Professor Bruno DiGiovine and colleagues from Henry Ford Health system had found that Black colored people with lung cancer declined their interest to undergo lung cancer surgery at a comparatively higher rate than the white colored. The study found that the blacks were misinformed about the effects of lung cancer surgery and this misinformation had lead to the low rate of lung cancer surgery acceptance among blacks.
Researchers compared the rates at which blacks and whites were offered and accepted surgery for stages I and II non-small cell lung cancer. Of the 97 blacks and 184 whites in the study, 74 percent of whites underwent surgical resection, compared with 58 percent of blacks. Within the two groups, 79 percent of whites was offered surgery, compared with 70 percent of blacks. Of those patients offered surgical resection, blacks were over three times more likely to decline surgery, with 18 percent of blacks and 5 percent of whites declining surgery.
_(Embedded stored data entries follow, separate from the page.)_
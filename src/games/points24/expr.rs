//! Arithmetic expressions over puzzle numbers.
//!
//! ## Syntax
//!
//! Non-negative integer literals, the four binary operators (`*` and `/`
//! also accept `×` and `÷`), parentheses and whitespace. The usual
//! precedence applies and operators are left-associative. There is no
//! unary minus.
//!
//! ## Display
//!
//! Every non-literal operand is parenthesised, so the printed form parses
//! back to the same tree: `(8/(3-1))*6`.

use std::fmt;
use std::str::FromStr;

use serde::{Deserialize, Serialize};

use crate::core::{InvalidAction, ParseError, RuleResult};

/// Divisors closer to zero than this are treated as zero.
pub const DIVISOR_EPSILON: f64 = 1e-6;

/// Deepest bracket nesting the parser accepts.
pub const MAX_NESTING: usize = 32;

/// Most literals the parser accepts in one expression.
pub const MAX_NUMBERS: usize = 64;

#[derive(Clone, Copy, Debug, PartialEq, Eq, Hash, Serialize, Deserialize)]
pub enum Op {
    Add,
    Sub,
    Mul,
    Div,
}

impl Op {
    #[must_use]
    pub fn symbol(self) -> char {
        match self {
            Op::Add => '+',
            Op::Sub => '-',
            Op::Mul => '*',
            Op::Div => '/',
        }
    }

    /// `None` when dividing by (near) zero.
    #[must_use]
    pub fn apply(self, lhs: f64, rhs: f64) -> Option<f64> {
        match self {
            Op::Add => Some(lhs + rhs),
            Op::Sub => Some(lhs - rhs),
            Op::Mul => Some(lhs * rhs),
            Op::Div => (rhs.abs() >= DIVISOR_EPSILON).then(|| lhs / rhs),
        }
    }

    fn from_char(ch: char) -> Option<Op> {
        match ch {
            '+' => Some(Op::Add),
            '-' => Some(Op::Sub),
            '*' | '×' => Some(Op::Mul),
            '/' | '÷' => Some(Op::Div),
            _ => None,
        }
    }
}

/// Expression tree.
#[derive(Clone, Debug, PartialEq, Eq, Hash, Serialize, Deserialize)]
pub enum Expr {
    Num(u32),
    Binary {
        op: Op,
        lhs: Box<Expr>,
        rhs: Box<Expr>,
    },
}

impl Expr {
    #[must_use]
    pub fn binary(op: Op, lhs: Expr, rhs: Expr) -> Expr {
        Expr::Binary {
            op,
            lhs: Box::new(lhs),
            rhs: Box::new(rhs),
        }
    }

    /// Evaluate in floating point.
    pub fn eval(&self) -> RuleResult<f64> {
        match self {
            Expr::Num(n) => Ok(f64::from(*n)),
            Expr::Binary { op, lhs, rhs } => {
                let (l, r) = (lhs.eval()?, rhs.eval()?);
                op.apply(l, r)
                    .ok_or_else(|| InvalidAction::DivisionByZero.into())
            }
        }
    }

    /// Literals in left-to-right order.
    #[must_use]
    pub fn numbers(&self) -> Vec<u32> {
        let mut out = Vec::new();
        self.collect_numbers(&mut out);
        out
    }

    fn collect_numbers(&self, out: &mut Vec<u32>) {
        match self {
            Expr::Num(n) => out.push(*n),
            Expr::Binary { lhs, rhs, .. } => {
                lhs.collect_numbers(out);
                rhs.collect_numbers(out);
            }
        }
    }

    fn fmt_operand(&self, f: &mut fmt::Formatter<'_>) -> fmt::Result {
        match self {
            Expr::Num(n) => write!(f, "{n}"),
            Expr::Binary { .. } => write!(f, "({self})"),
        }
    }
}

impl fmt::Display for Expr {
    fn fmt(&self, f: &mut fmt::Formatter<'_>) -> fmt::Result {
        match self {
            Expr::Num(n) => write!(f, "{n}"),
            Expr::Binary { op, lhs, rhs } => {
                lhs.fmt_operand(f)?;
                write!(f, "{}", op.symbol())?;
                rhs.fmt_operand(f)
            }
        }
    }
}

impl FromStr for Expr {
    type Err = ParseError;

    fn from_str(s: &str) -> Result<Self, Self::Err> {
        let tokens = tokenize(s)?;
        let mut parser = Parser {
            tokens,
            at: 0,
            depth: 0,
        };
        let expr = parser.expr()?;
        match parser.peek() {
            None => Ok(expr),
            Some(tok) => Err(ParseError::UnexpectedToken(tok.pos)),
        }
    }
}

#[derive(Clone, Copy, Debug, PartialEq)]
enum TokenKind {
    Num(u32),
    Op(Op),
    Open,
    Close,
}

#[derive(Clone, Copy, Debug)]
struct Token {
    kind: TokenKind,
    pos: usize,
}

fn tokenize(s: &str) -> Result<Vec<Token>, ParseError> {
    let mut tokens = Vec::new();
    let mut numbers = 0;
    let mut chars = s.chars().enumerate().peekable();

    while let Some((pos, ch)) = chars.next() {
        let kind = match ch {
            c if c.is_whitespace() => continue,
            '(' => TokenKind::Open,
            ')' => TokenKind::Close,
            c if c.is_ascii_digit() => {
                let mut value = c.to_digit(10).map_or(0, u64::from);
                while let Some(&(_, next)) = chars.peek() {
                    let Some(d) = next.to_digit(10) else { break };
                    value = value * 10 + u64::from(d);
                    if value > u64::from(u32::MAX) {
                        return Err(ParseError::NumberTooLarge(pos));
                    }
                    chars.next();
                }
                numbers += 1;
                if numbers > MAX_NUMBERS {
                    return Err(ParseError::TooManyNumbers(pos));
                }
                TokenKind::Num(value as u32)
            }
            c => match Op::from_char(c) {
                Some(op) => TokenKind::Op(op),
                None => return Err(ParseError::UnexpectedChar { ch: c, pos }),
            },
        };
        tokens.push(Token { kind, pos });
    }
    Ok(tokens)
}

/// Recursive descent over the token list. Recursion is bounded by
/// `MAX_NESTING`, and tree depth by `MAX_NUMBERS`.
struct Parser {
    tokens: Vec<Token>,
    at: usize,
    depth: usize,
}

impl Parser {
    fn peek(&self) -> Option<Token> {
        self.tokens.get(self.at).copied()
    }

    fn bump(&mut self) -> Option<Token> {
        let tok = self.peek();
        self.at += 1;
        tok
    }

    fn binary_op(&self, ops: [Op; 2]) -> Option<Op> {
        match self.peek()?.kind {
            TokenKind::Op(op) if ops.contains(&op) => Some(op),
            _ => None,
        }
    }

    fn expr(&mut self) -> Result<Expr, ParseError> {
        let mut lhs = self.term()?;
        while let Some(op) = self.binary_op([Op::Add, Op::Sub]) {
            self.bump();
            lhs = Expr::binary(op, lhs, self.term()?);
        }
        Ok(lhs)
    }

    fn term(&mut self) -> Result<Expr, ParseError> {
        let mut lhs = self.factor()?;
        while let Some(op) = self.binary_op([Op::Mul, Op::Div]) {
            self.bump();
            lhs = Expr::binary(op, lhs, self.factor()?);
        }
        Ok(lhs)
    }

    fn factor(&mut self) -> Result<Expr, ParseError> {
        let tok = self.bump().ok_or(ParseError::UnexpectedEnd)?;
        match tok.kind {
            TokenKind::Num(n) => Ok(Expr::Num(n)),
            TokenKind::Open => {
                if self.depth == MAX_NESTING {
                    return Err(ParseError::TooDeep(tok.pos));
                }
                self.depth += 1;
                let inner = self.expr()?;
                self.depth -= 1;
                match self.bump() {
                    Some(Token {
                        kind: TokenKind::Close,
                        ..
                    }) => Ok(inner),
                    Some(other) => Err(ParseError::UnexpectedToken(other.pos)),
                    None => Err(ParseError::UnexpectedEnd),
                }
            }
            TokenKind::Op(_) | TokenKind::Close => Err(ParseError::UnexpectedToken(tok.pos)),
        }
    }
}

#[cfg(test)]
mod tests {
    use super::*;

    fn parse(s: &str) -> Expr {
        s.parse().unwrap()
    }

    #[test]
    fn test_precedence_and_associativity() {
        assert_eq!(parse("2+3*4").eval().unwrap(), 14.0);
        assert_eq!(parse("(2+3)*4").eval().unwrap(), 20.0);
        assert_eq!(parse("10-4-3").eval().unwrap(), 3.0);
        assert_eq!(parse("24/4/2").eval().unwrap(), 3.0);
    }

    #[test]
    fn test_display_round_trips() {
        let e = parse("8 / (3 - 1) * 6");
        assert_eq!(e.to_string(), "(8/(3-1))*6");
        assert_eq!(parse(&e.to_string()), e);
        assert_eq!(e.eval().unwrap(), 24.0);
    }

    #[test]
    fn test_alternate_operator_symbols() {
        assert_eq!(parse("6×8÷2"), parse("6*8/2"));
    }

    #[test]
    fn test_numbers_in_order() {
        assert_eq!(parse("(13-1)*(1+1)").numbers(), vec![13, 1, 1, 1]);
    }

    #[test]
    fn test_fractional_intermediate() {
        let e = parse("8/(3-8/3)");
        assert!((e.eval().unwrap() - 24.0).abs() < 1e-9);
    }

    #[test]
    fn test_division_by_zero() {
        assert_eq!(
            parse("4/(2-2)").eval().unwrap_err(),
            InvalidAction::DivisionByZero.into()
        );
    }

    #[test]
    fn test_nesting_and_size_limits() {
        let nested = |n: usize| format!("{}1{}", "(".repeat(n), ")".repeat(n));
        assert_eq!(parse(&nested(MAX_NESTING)), Expr::Num(1));
        assert_eq!(
            nested(MAX_NESTING + 1).parse::<Expr>().unwrap_err(),
            ParseError::TooDeep(MAX_NESTING)
        );
        assert_eq!(
            nested(200_000).parse::<Expr>().unwrap_err(),
            ParseError::TooDeep(MAX_NESTING)
        );

        let sum = |n: usize| vec!["1"; n].join("+");
        assert_eq!(parse(&sum(MAX_NUMBERS)).eval().unwrap(), MAX_NUMBERS as f64);
        assert_eq!(
            sum(100_000).parse::<Expr>().unwrap_err(),
            ParseError::TooManyNumbers(2 * MAX_NUMBERS)
        );
    }

    #[test]
    fn test_parse_errors() {
        assert_eq!("".parse::<Expr>().unwrap_err(), ParseError::UnexpectedEnd);
        assert_eq!("1+".parse::<Expr>().unwrap_err(), ParseError::UnexpectedEnd);
        assert_eq!("(1+2".parse::<Expr>().unwrap_err(), ParseError::UnexpectedEnd);
        assert_eq!("1 2".parse::<Expr>().unwrap_err(), ParseError::UnexpectedToken(2));
        assert_eq!("-3+4".parse::<Expr>().unwrap_err(), ParseError::UnexpectedToken(0));
        assert_eq!("1)".parse::<Expr>().unwrap_err(), ParseError::UnexpectedToken(1));
        assert_eq!(
            "3^2".parse::<Expr>().unwrap_err(),
            ParseError::UnexpectedChar { ch: '^', pos: 1 }
        );
        assert_eq!(
            "1+99999999999".parse::<Expr>().unwrap_err(),
            ParseError::NumberTooLarge(2)
        );
    }
}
Surgery is very important at the early stage of Non-small cell lung cancer for effective treatment and surgery gives the most curative treatment for lung cancer. Most of the blacks were in the low socioeconomic status and they were mostly present with higher stage of cancer with Age was found to be an independent marker for patients who were more likely to decline surgery. There was no difference in sex, marital status, tumor histology, or comorbidities between the two groups. The low percentage of blacks undergoing surgery may lead to an increase death of blacks suffering from lung cancer.
W. Michael Alberts, President of the American College of Chest Physicians said, "Although cure rates are often disappointing, new treatments can extend survival and improve quality of life for patients with this disease, it is important for physicians to educate and advise their patients about lung cancer treatment options so that patients can make informed decisions about their course of treatment."